Zurück zur Gewissensbildung: Ob jedes der oben genannten Bewertungskriterien in einer (gleich- oder gegengeschlechtlichen) Paarbeziehung erfüllt ist, wird nicht immer leicht zu beurteilen sein. Es kann da auch Irrtümer und Selbsttäuschungen geben. Sensibilität, selbstkritische Feinfühligkeit, gewissenhaftes Nachdenken sind also angesagt. Aber diese Sorgfalt und Gewissenhaftigkeit sollten nicht umschlagen in übertriebene, in krank machende Ängstlichkeit.
Schließlich dürfen wir nicht vergessen: Zur Realität des Lebens und jeder Partnerbeziehung gehört auch die Möglichkeit des Versagens und des Schuldigwerdens.

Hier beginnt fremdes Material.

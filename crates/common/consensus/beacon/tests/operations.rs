mod common;

use common::{Harness, push_attestation, push_exit, push_proposer_slashing};
use ream_bls::BLSSignature;
use ream_consensus_beacon::{
    beacon_block::BeaconBlockBody,
    errors::{
        BlockErrorKind, BlockProcessingError, ExitInvalid, ProposerSlashingInvalid,
        StateTransitionError,
    },
    per_block_processing::BlockSignatureStrategy,
    state_transition::{apply_block, state_transition},
};
use ream_consensus_misc::constants::{
    EPOCHS_PER_SLASHINGS_VECTOR, FAR_FUTURE_EPOCH, MAX_EFFECTIVE_BALANCE, MAX_SEED_LOOKAHEAD,
    MIN_SLASHING_PENALTY_QUOTIENT, SLOTS_PER_EPOCH, WHISTLEBLOWER_REWARD_QUOTIENT,
};
use ream_network_spec::{fork_name::ForkName, networks::beacon_network_spec};
use rstest::rstest;

fn block_error(result: Result<impl Sized, StateTransitionError>) -> BlockProcessingError {
    match result {
        Err(StateTransitionError::BlockProcessingError(err)) => err,
        Err(err) => panic!("unexpected error: {err}"),
        Ok(_) => panic!("block should be rejected"),
    }
}

#[test]
fn test_proposer_slashing_with_distinct_state_roots() {
    let mut harness = Harness::new(16, ForkName::Phase0);
    let pre_state = harness.state_at(1);
    let proposer_index = pre_state
        .get_beacon_proposer_index()
        .expect("proposer exists");
    let slashed_index = (proposer_index + 1) % 16;
    let proposer_slashing = harness.proposer_slashing(&pre_state, slashed_index);

    let signed_block = harness.make_block(1, |_, body| {
        push_proposer_slashing(body, proposer_slashing)
    });
    harness.apply(&signed_block, true);

    let state = &harness.state;
    let slashed = &state.validators[slashed_index as usize];
    assert!(slashed.slashed);
    assert_ne!(slashed.exit_epoch, FAR_FUTURE_EPOCH);
    assert_eq!(slashed.withdrawable_epoch, EPOCHS_PER_SLASHINGS_VECTOR);
    assert_eq!(state.slashings[0], MAX_EFFECTIVE_BALANCE);
    assert_eq!(
        state.balances[slashed_index as usize],
        MAX_EFFECTIVE_BALANCE - MAX_EFFECTIVE_BALANCE / MIN_SLASHING_PENALTY_QUOTIENT
    );
    // The proposer is also the whistleblower, so it collects the whole reward
    assert_eq!(
        state.balances[proposer_index as usize],
        MAX_EFFECTIVE_BALANCE + MAX_EFFECTIVE_BALANCE / WHISTLEBLOWER_REWARD_QUOTIENT
    );
    assert_eq!(
        state.validators.iter().filter(|validator| validator.slashed).count(),
        1
    );
}

#[test]
fn test_proposer_slashing_with_identical_headers() {
    let harness = Harness::new(16, ForkName::Phase0);
    let pre_state = harness.state_at(1);
    let mut proposer_slashing = harness.proposer_slashing(&pre_state, 3);
    proposer_slashing.signed_header_2 = proposer_slashing.signed_header_1.clone();

    // The harness refuses to build an invalid block, so the slashing goes in afterwards
    let mut signed_block = harness.make_block(1, |_, _| {});
    push_proposer_slashing(&mut signed_block.message.body, proposer_slashing);

    let err = block_error(apply_block(&harness.state, &signed_block, false));
    assert_eq!(
        err,
        BlockProcessingError::ProposerSlashingInvalid {
            index: 0,
            reason: ProposerSlashingInvalid::ProposalsIdentical,
        }
    );
    assert_eq!(err.kind(), BlockErrorKind::ConsensusRuleViolation);
}

/// A harness whose state is ``slot_in_epoch`` slots into ``epoch``, with every validator active
/// since genesis.
fn harness_at_epoch(epoch: u64, slot_in_epoch: u64) -> Harness {
    let mut harness = Harness::new(64, ForkName::Altair);
    harness.state.slot = epoch * SLOTS_PER_EPOCH + slot_in_epoch;
    harness
}

#[test]
fn test_exit_before_shard_committee_period_is_rejected() {
    let shard_committee_period = beacon_network_spec().shard_committee_period;
    let harness = harness_at_epoch(shard_committee_period - 1, 5);
    let slot = harness.state.slot + 1;
    let pre_state = harness.state_at(slot);
    let exit = harness.signed_exit(&pre_state, 7, pre_state.get_current_epoch());

    let mut signed_block = harness.make_block(slot, |_, _| {});
    push_exit(&mut signed_block.message.body, exit);

    let err = block_error(apply_block(&harness.state, &signed_block, false));
    assert_eq!(
        err,
        BlockProcessingError::ExitInvalid {
            index: 0,
            reason: ExitInvalid::TooYoungToExit {
                activation_epoch: 0,
                earliest_exit_epoch: shard_committee_period,
            },
        }
    );
}

#[test]
fn test_exit_after_shard_committee_period_is_accepted() {
    let shard_committee_period = beacon_network_spec().shard_committee_period;
    let mut harness = harness_at_epoch(shard_committee_period, 5);
    let slot = harness.state.slot + 1;
    let pre_state = harness.state_at(slot);
    let exit = harness.signed_exit(&pre_state, 7, pre_state.get_current_epoch());

    let signed_block = harness.make_block(slot, |_, body| push_exit(body, exit));
    harness.apply(&signed_block, true);

    let validator = &harness.state.validators[7];
    let exit_epoch = shard_committee_period + 1 + MAX_SEED_LOOKAHEAD;
    assert_eq!(validator.exit_epoch, exit_epoch);
    assert_eq!(
        validator.withdrawable_epoch,
        exit_epoch + beacon_network_spec().min_validator_withdrawability_delay
    );
}

#[rstest]
#[case(4, vec![0, 0, 0, 0])]
#[case(6, vec![0, 0, 0, 0, 1, 1])]
#[case(9, vec![0, 0, 0, 0, 1, 1, 1, 1, 2])]
fn test_exit_queue_churn(#[case] exits: u64, #[case] expected_offsets: Vec<u64>) {
    let shard_committee_period = beacon_network_spec().shard_committee_period;
    let mut harness = harness_at_epoch(shard_committee_period, 5);
    let slot = harness.state.slot + 1;
    let pre_state = harness.state_at(slot);
    assert_eq!(pre_state.get_validator_churn_limit(), 4);

    let signed_exits = (0..exits)
        .map(|index| harness.signed_exit(&pre_state, index, pre_state.get_current_epoch()))
        .collect::<Vec<_>>();
    let signed_block = harness.make_block(slot, |_, body| {
        for exit in signed_exits {
            push_exit(body, exit);
        }
    });
    harness.apply(&signed_block, true);

    let first_exit_epoch = shard_committee_period + 1 + MAX_SEED_LOOKAHEAD;
    let exit_epochs = harness.state.validators[..exits as usize]
        .iter()
        .map(|validator| validator.exit_epoch - first_exit_epoch)
        .collect::<Vec<_>>();
    assert_eq!(exit_epochs, expected_offsets);
}

#[test]
fn test_bulk_and_individual_verification_agree() {
    let harness = Harness::new(64, ForkName::Phase0);
    let pre_state = harness.state_at(2);
    let attestations = harness.signed_committee_attestations(&pre_state, 1);
    let proposer_index = pre_state
        .get_beacon_proposer_index()
        .expect("proposer exists");
    let proposer_slashing = harness.proposer_slashing(&pre_state, (proposer_index + 1) % 64);

    let signed_block = harness.make_block(2, |_, body| {
        for attestation in attestations {
            push_attestation(body, attestation);
        }
        push_proposer_slashing(body, proposer_slashing);
    });

    let bulk = state_transition(
        &harness.state,
        &signed_block,
        BlockSignatureStrategy::VerifyBulk,
        true,
    )
    .expect("bulk verification passes");
    let individual = state_transition(
        &harness.state,
        &signed_block,
        BlockSignatureStrategy::VerifyIndividual,
        true,
    )
    .expect("individual verification passes");
    assert_eq!(bulk, individual);
}

#[test]
fn test_bad_attestation_signature_is_rejected_by_both_strategies() {
    let harness = Harness::new(64, ForkName::Phase0);
    let pre_state = harness.state_at(2);
    let mut attestations = harness.signed_committee_attestations(&pre_state, 1);
    attestations[0].signature = BLSSignature::infinity();

    let signed_block = harness.make_block(2, |_, body| {
        for attestation in attestations {
            push_attestation(body, attestation);
        }
    });

    let bulk = block_error(state_transition(
        &harness.state,
        &signed_block,
        BlockSignatureStrategy::VerifyBulk,
        true,
    ));
    assert_eq!(bulk, BlockProcessingError::BulkSignatureVerificationFailed);

    let individual = block_error(state_transition(
        &harness.state,
        &signed_block,
        BlockSignatureStrategy::VerifyIndividual,
        true,
    ));
    assert!(matches!(
        individual,
        BlockProcessingError::AttestationInvalid { index: 0, .. }
    ));
    assert_eq!(individual.kind(), BlockErrorKind::InvalidSignature);
    assert_eq!(bulk.kind(), BlockErrorKind::InvalidSignature);
}

#[test]
fn test_tampered_randao_reveal_is_rejected() {
    let harness = Harness::new(16, ForkName::Phase0);
    let mut signed_block = harness.make_block(1, |_, _| {});
    if let BeaconBlockBody::Phase0(body) = &mut signed_block.message.body {
        body.randao_reveal = BLSSignature::infinity();
    }

    let err = block_error(state_transition(
        &harness.state,
        &signed_block,
        BlockSignatureStrategy::VerifyRandao,
        false,
    ));
    assert_eq!(err, BlockProcessingError::RandaoSignatureInvalid);
}
use blst::BLST_ERROR;

use crate::errors::BLSError;

impl From<BLST_ERROR> for BLSError {
    fn from(err: BLST_ERROR) -> Self {
        BLSError::BlstError(format!("{err:?}"))
    }
}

Aber auch in diesen Fällen wird es – bei gutem Willen aller Beteiligten – gangbare Wege geben, Wege zu einem neuen Beginn. Denn bei Gott ist Barmherzigkeit und reiche Erlösung (vgl. Ps 130,7)! Freilich sollten auch wir barmherzig sein. Paarbeziehungen – und überhaupt Beziehungen jeglicher Art – können nur gelingen, wenn wir bereit sind, einander von Herzen zu vergeben und immer wieder einen neuen Anfang zu wagen.
9. Zur eschatologischen Perspektive
So viel dürfte nun klar sein: Es geht mir in meinen Ausführungen nicht primär um die Kirchenkritik und schon gar nicht um einen ›Ausverkauf der Werte‹. Die Kirche ist ja keine politische Partei, die eine Wahl gewinnen will und deshalb ihre Angebote an aktuellen Umfragewerten orientiert. Vielmehr hat die Kirche von Christus her eine Sendung, einen Auftrag für das Heil der Welt – unabhängig von wechselnden Meinungen und wechselnden Mehrheiten unter den Menschen.
Ich bin ein katholischer und zugleich ein ökumenisch denkender Christ, dem die christlichen Kirchen in der Welt von heute sehr wichtig sind. Dabei geht es mir nicht um eine Anbiederung ans allgemeine Bewusstsein, nicht ums ›Moderne‹ um des Modernen willen, nicht um die wohlfeile Anpassung an den (üblicherweise negativ gewerteten) ›Zeitgeist‹. Nein, es geht um den befreienden Geist der Botschaft Jesu, um die Vertiefung und Verlebendigung des kirchlichen Eheverständnisses bzw. um eine realistischere, d. h. menschlichere Einstellung der kirchlichen Institutionen zur – ehelichen oder nichtehelichen – Partnerliebe.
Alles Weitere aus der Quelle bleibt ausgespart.